§ Exercise objective
A copy is needed of each line in the records that has the word "QueueConfig".

= Beginning of Section =

// CLI commands for evaluating submissions
use anyhow::{bail, Context, Result};
use codegrade_common::config::QueueConfig;
use codegrade_common::redis;
use codegrade_common::types::{EvaluationJob, EvaluationReport, JobStatus, Problem};
use codegrade_core::{analyze_static, Pipeline, RuntimeConfig};
use std::fmt::Write as _;
use std::fs;
use std::path::Path;
use uuid::Uuid;

/// Load a problem definition
fn load_problem(path: &Path) -> Result<Problem> {
    let content = fs::read_to_string(path)
        .with_context(|| format!("Failed to read problem file {}", path.display()))?;
    serde_json::from_str(&content)
        .with_context(|| format!("Failed to parse problem file {}", path.display()))
}

fn load_code(path: &Path) -> Result<String> {
    fs::read_to_string(path)
        .with_context(|| format!("Failed to read submission {}", path.display()))
}

async fn connect(config: &QueueConfig) -> Result<::redis::aio::ConnectionManager> {
    let client = ::redis::Client::open(config.redis_url.as_str())
        .with_context(|| format!("Invalid Redis URL {}", config.redis_url))?;
    ::redis::aio::ConnectionManager::new(client)
        .await
        .with_context(|| format!("Failed to connect to Redis at {}", config.redis_url))
}

/// Human-readable digest of a report
fn format_summary(report: &EvaluationReport) -> String {
    let dims = &report.dimensions;
    let mut out = String::new();

    let _ = writeln!(
        out,
        "📊 {} ({}): {}/100, grade {}",
        report.problem_title, report.problem_id, report.overall_score, report.grade
    );
    let _ = writeln!(out, "   {}", report.grade_label);
    let _ = writeln!(out);
    let _ = writeln!(
        out,
        "  ✅ Correctness  {:>3}  ({}/{} passed)",
        dims.correctness.score, dims.correctness.passed, dims.correctness.total
    );
    let _ = writeln!(out, "  🧮 Complexity   {:>3}  {}", dims.complexity.score, dims.complexity.summary);
    let _ = writeln!(out, "  🎨 Style        {:>3}  {}", dims.style.score, dims.style.summary);
    let _ = writeln!(out, "  🔒 Security     {:>3}  {}", dims.security.score, dims.security.summary);

    if !report.recommendations.is_empty() {
        let _ = writeln!(out, "\n📋 Recommendations:");
        for (i, rec) in report.recommendations.iter().enumerate() {
            let _ = writeln!(out, "  {}. {}", i + 1, rec);
        }
    }
    out
}

/// Evaluate a submission in-process
pub async fn evaluate(
    problem_path: &Path,
    code_path: &Path,
    config_path: Option<&Path>,
    public: bool,
    output: Option<&Path>,
) -> Result<()> {
    let problem = load_problem(problem_path)?;
    let code = load_code(code_path)?;
    let config = RuntimeConfig::load_or_default(config_path)?;
    let pipeline = Pipeline::from_config(&config)?;

    eprintln!(
        "🚀 Evaluating {} against '{}' ({} engine)...",
        code_path.display(),
        problem.id,
        pipeline.engine_name()
    );

    let report = pipeline.evaluate(&problem, &code).await?;
    let report = if public { report.public_view() } else { report };
    let json = serde_json::to_string_pretty(&report).context("Failed to serialize report")?;

    match output {
        Some(path) => {
            fs::write(path, json)
                .with_context(|| format!("Failed to write report to {}", path.display()))?;
            print!("{}", format_summary(&report));
            println!("\n📂 Report written to {}", path.display());
        }
        None => println!("{}", json),
    }
    Ok(())
}

/// Static analysis only, no code is executed
pub fn analyze(code_path: &Path) -> Result<()> {
    let code = load_code(code_path)?;
    let analysis = analyze_static(&code);
    let json = serde_json::to_string_pretty(&analysis).context("Failed to serialize analysis")?;
    println!("{}", json);
    Ok(())
}

/// Queue a submission for the worker
pub async fn submit(problem_path: &Path, code_path: &Path) -> Result<()> {
    let problem = load_problem(problem_path)?;
    let source_code = load_code(code_path)?;
    let config = QueueConfig::from_env();
    let mut conn = connect(&config).await?;

    let job = EvaluationJob {
        id: Uuid::new_v4(),
        problem,
        source_code,
    };
    redis::push_job(&mut conn, &job)
        .await
        .context("Failed to push job")?;

    eprintln!("✅ Queued on {}", redis::queue_name());
    println!("{}", job.id);
    Ok(())
}

/// Print the stored result of a queued submission
pub async fn fetch_result(job_id: &str) -> Result<()> {
    let job_id = Uuid::parse_str(job_id).with_context(|| format!("Invalid job id '{}'", job_id))?;
    let config = QueueConfig::from_env();
    let mut conn = connect(&config).await?;

    let Some(result) = redis::get_result(&mut conn, &job_id)
        .await
        .context("Failed to fetch result")?
    else {
        eprintln!("⏳ No result yet for {}", job_id);
        return Ok(());
    };

    match (result.status, &result.report) {
        (JobStatus::Completed, Some(report)) => {
            eprint!("{}", format_summary(report));
            println!("{}", serde_json::to_string_pretty(report)?);
        }
        (JobStatus::Failed, _) => {
            bail!(
                "Evaluation failed: {}",
                result.error.as_deref().unwrap_or("unknown error")
            );
        }
        (status, _) => {
            eprintln!("⏳ Job {} is {:?}", job_id, status);
        }
    }
    Ok(())
}

#[cfg(test)]
mod tests {
    use super::*;
    use codegrade_common::types::{CorrectnessReport, Dimensions};
    use codegrade_core::report::build_report;

    fn write_temp(name: &str, content: &str) -> std::path::PathBuf {
        let path = std::env::temp_dir().join(format!("codegrade-cli-{}-{}", Uuid::new_v4(), name));
        fs::write(&path, content).unwrap();
        path
    }

    #[test]
    fn test_load_problem_accepts_camel_case_fields() {
        let path = write_temp(
            "problem.json",
            r#"{
                "id": "001",
                "title": "Two Sum",
                "difficulty": "easy",
                "testCases": [{"label": "basic", "args": "two_sum([2, 7], 9)", "expected": [0, 1]}],
                "hiddenTestCases": [{"args": "two_sum([3, 3], 6)", "expected": [0, 1], "weight": 2}]
            }"#,
        );
        let problem = load_problem(&path).unwrap();
        fs::remove_file(&path).ok();

        assert_eq!(problem.id, "001");
        assert_eq!(problem.test_cases[0].call, "two_sum([2, 7], 9)");
        assert_eq!(problem.hidden_test_cases[0].weight, 2);
        assert_eq!(problem.hidden_test_cases[0].label, "Unnamed test");
    }

    #[test]
    fn test_load_problem_reports_path_on_error() {
        let path = write_temp("broken.json", "{ not json");
        let err = load_problem(&path).unwrap_err();
        fs::remove_file(&path).ok();
        assert!(err.to_string().contains("Failed to parse problem file"));

        let missing = std::env::temp_dir().join("codegrade-cli-does-not-exist.json");
        assert!(load_problem(&missing).is_err());
    }

    #[test]
    fn test_summary_lists_recommendations() {
        let analysis = analyze_static("def run(x):\n    return eval(x)\n");
        let problem: Problem = serde_json::from_str(
            r#"{"id": "p1", "title": "Runner", "testCases": [{"args": "run('1')", "expected": 1}]}"#,
        )
        .unwrap();
        let correctness = CorrectnessReport {
            score: 100,
            weight: 50,
            passed: 1,
            total: 1,
            test_results: Vec::new(),
            parse_error: None,
        };
        let report = build_report(
            &problem,
            "def run(x):\n    return eval(x)\n",
            Dimensions {
                correctness,
                complexity: analysis.complexity,
                style: analysis.style,
                security: analysis.security,
            },
            chrono::Utc::now(),
        );

        let summary = format_summary(&report);
        assert!(summary.contains("Runner (p1)"));
        assert!(summary.contains("(1/1 passed)"));
        assert!(summary.contains("📋 Recommendations:"));
        assert!(summary.contains("[Security] eval()"));
    }
}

= End of Section =

§ Output for this exercise
use codegrade_common::config::QueueConfig;
async fn connect(config: &QueueConfig) -> Result<::redis::aio::ConnectionManager> {
    let config = QueueConfig::from_env();
    let config = QueueConfig::from_env();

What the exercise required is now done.